Posted: August 28, 2014 in Blog, Series, Weight Loss
a woman licking her fingers after biting her chocolate donut

In Emotional Eating Part One, we found that many people – emotional eaters – turn to food not when they’re really hungry, but as a comfort during times of physical and emotional stress, and even when they are happy or bored.

The bad news is, not only does emotional eating counteract your weight management efforts by increasing the amount of food you eat, but it gives you another problem to deal with, it makes you feel dejected and it does not solve the problem or stress that caused the extra eating.

Increase Your Awareness

You can start to reduce your emotional eating by making a conscious effort to become aware of everything you eat and every time you eat. Whenever you feel the urge to eat, your first reaction must be to ask yourself whether you are hungry because it’s time to eat, or if the “hunger pangs” you feel are a reaction to an emotion, stress, boredom or any other reason not related to real hunger.

Emotional Eating Part 1 listed some of the more common triggers to emotional eating, including job stress, money problems and relationship issues, But you must become hyper-sensitive to your specific triggers, which can be as innocuous as watching your favourite TV program or rewarding yourself after exercise.

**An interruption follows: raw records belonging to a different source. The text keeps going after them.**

//! Domain error types
//!
//! This module defines error types specific to domain operations,
//! including validation failures, invalid state transitions and
//! malformed remote identifiers.

use thiserror::Error;

/// Errors that can occur in domain operations
#[derive(Debug, Error, Clone, PartialEq, Eq)]
pub enum DomainError {
    /// Invalid remote ID format
    #[error("Invalid remote ID: {0}")]
    InvalidRemoteId(String),

    /// Invalid content hash
    #[error("Invalid content hash: {0}")]
    InvalidHash(String),

    /// Share link could not be parsed
    #[error("Invalid share link: {0}")]
    InvalidShareLink(String),

    /// Regular expression in a task definition does not compile
    #[error("Invalid pattern '{pattern}': {reason}")]
    InvalidPattern {
        /// The offending pattern
        pattern: String,
        /// Compiler message
        reason: String,
    },

    /// Invalid state transition attempt
    #[error("Invalid state transition from {from} to {to}")]
    InvalidState {
        /// The current state
        from: String,
        /// The attempted target state
        to: String,
    },

    /// Generic validation failure
    #[error("Validation failed: {0}")]
    ValidationFailed(String),

    /// ID parsing error
    #[error("Invalid ID format: {0}")]
    InvalidId(String),
}
//! Batch operation poller
//!
//! Drives a submitted batch operation to a terminal state within a fixed
//! attempt budget:
//!
//! ```text
//! Running ──(wait)──> poll again
//! Conflict ──(skip every clashing item, wait)──> poll again
//! client error ──(wait)──> poll again
//! Success ──> Completed
//! other ──> Failed
//! budget spent ──> Pending
//! ```
//!
//! `Pending` means "unknown or incomplete", never success. A stuck operation
//! is picked up again by the next reconciliation instead of blocking the
//! tick.

use std::fmt;
use std::time::Duration;

use tracing::{debug, info, warn};

use sharemirror_core::config::PollerConfig;
use sharemirror_core::domain::{BatchKind, BatchStatus, ConflictDealWay, ResolvedItem};
use sharemirror_core::ports::IRemoteShareClient;

/// Default number of status polls per operation
pub const DEFAULT_MAX_ATTEMPTS: u32 = 5;

/// Default pause between polls
pub const DEFAULT_POLL_DELAY: Duration = Duration::from_millis(200);

/// How a polled operation ended
#[derive(Debug, Clone, Copy, PartialEq, Eq)]
pub enum PollOutcome {
    /// The provider reported success
    Completed,
    /// Still running (or unobservable) when the budget ran out
    Pending,
    /// The provider reported a terminal status other than success
    Failed(i64),
}

impl PollOutcome {
    pub fn is_completed(&self) -> bool {
        matches!(self, PollOutcome::Completed)
    }

    pub fn is_failed(&self) -> bool {
        matches!(self, PollOutcome::Failed(_))
    }
}

impl fmt::Display for PollOutcome {
    fn fmt(&self, f: &mut fmt::Formatter<'_>) -> fmt::Result {
        match self {
            PollOutcome::Completed => f.write_str("completed"),
            PollOutcome::Pending => f.write_str("pending"),
            PollOutcome::Failed(code) => write!(f, "failed (status {code})"),
        }
    }
}

/// Bounded state machine over a batch operation's status
#[derive(Debug, Clone)]
pub struct BatchOperationPoller {
    max_attempts: u32,
    delay: Duration,
}

impl Default for BatchOperationPoller {
    fn default() -> Self {
        Self::new(DEFAULT_MAX_ATTEMPTS, DEFAULT_POLL_DELAY)
    }
}

impl BatchOperationPoller {
    pub fn new(max_attempts: u32, delay: Duration) -> Self {
        Self {
            max_attempts: max_attempts.max(1),
            delay,
        }
    }

    pub fn from_config(config: &PollerConfig) -> Self {
        Self::new(config.max_attempts, Duration::from_millis(config.delay_ms))
    }

    pub fn max_attempts(&self) -> u32 {
        self.max_attempts
    }

    /// Polls `operation_id` until it succeeds, fails, or the budget runs out
    ///
    /// Name clashes are resolved by keeping the existing file. A client
    /// error while polling or resolving costs one attempt.
    #[tracing::instrument(skip(self, client))]
    pub async fn await_completion(
        &self,
        client: &dyn IRemoteShareClient,
        operation_id: &str,
        kind: BatchKind,
    ) -> PollOutcome {
        for attempt in 1..=self.max_attempts {
            match client.poll_batch_status(operation_id, kind).await {
                Ok(BatchStatus::Success) => {
                    debug!(attempt, "Batch operation finished");
                    return PollOutcome::Completed;
                }
                Ok(BatchStatus::Running) => {
                    debug!(attempt, "Batch operation still running");
                }
                Ok(BatchStatus::Conflict) => {
                    if let Err(e) = self.skip_conflicts(client, operation_id, kind).await {
                        warn!(attempt, error = %format!("{e:#}"), "Conflict resolution failed");
                    }
                }
                Ok(BatchStatus::Other(code)) => {
                    warn!(attempt, code, "Batch operation ended in an unexpected state");
                    return PollOutcome::Failed(code);
                }
                Err(e) => {
                    warn!(attempt, error = %format!("{e:#}"), "Batch status poll failed");
                }
            }

            if attempt < self.max_attempts {
                tokio::time::sleep(self.delay).await;
            }
        }

        info!(
            attempts = self.max_attempts,
            "Batch operation still pending after polling budget"
        );
        PollOutcome::Pending
    }

    async fn skip_conflicts(
        &self,
        client: &dyn IRemoteShareClient,
        operation_id: &str,
        kind: BatchKind,
    ) -> anyhow::Result<()> {
        let detail = client.get_conflict_detail(operation_id, kind).await?;
        let resolved: Vec<ResolvedItem> = detail
            .items
            .into_iter()
            .map(|item| item.resolve(ConflictDealWay::Skip))
            .collect();
        info!(count = resolved.len(), "Skipping conflicting items, keeping existing files");
        client
            .resolve_conflict(operation_id, kind, &detail.target_folder_id, &resolved)
            .await
    }
}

Tips for Curbing Your Emotional Eating

Once you identify the triggers of your emotional eating, it’s time to take steps to reduce the temptation to eat when you’re not really hungry.

  1. Eat regularly – Skipping breakfast only increases your chance of feeling a hunger pang, real or not, and then over-eating to get rid of it.
  2. Plan your meals and snacks – By knowing how much and when you should eat, it is easier to spot the times that you eat “outside the box”.
  3. Eat more slowly – Emotional eating often means you “hoover” your food. Eating too fast leads to over-eating. Take smaller bites, chew your food for longer and learn to spot the times you are eating too fast – it could be emotional eating.
  4. Drink water – Between meals and snacks and while you’re eating, drinking water helps slow down your eating and reduce your urge to eat.
  5. Avoid temptation – We turn to many empty-caloried snack foods and fast foods out of convenience, and when we “gotta have something right now”. Start buying and eating healthier snacks, like nuts and vegetables. If you can’t resist visiting the burger joint, try their vegetarian options.

Emotional eating is not a simple problem to solve. It involves physical and psychological issues at a time when you are already dealing with weight management. Don’t be afraid to ask for help. Talk to your local nutritional counsellor who will help you identify and curb your emotional eating, while maintaining a healthy, balanced diet.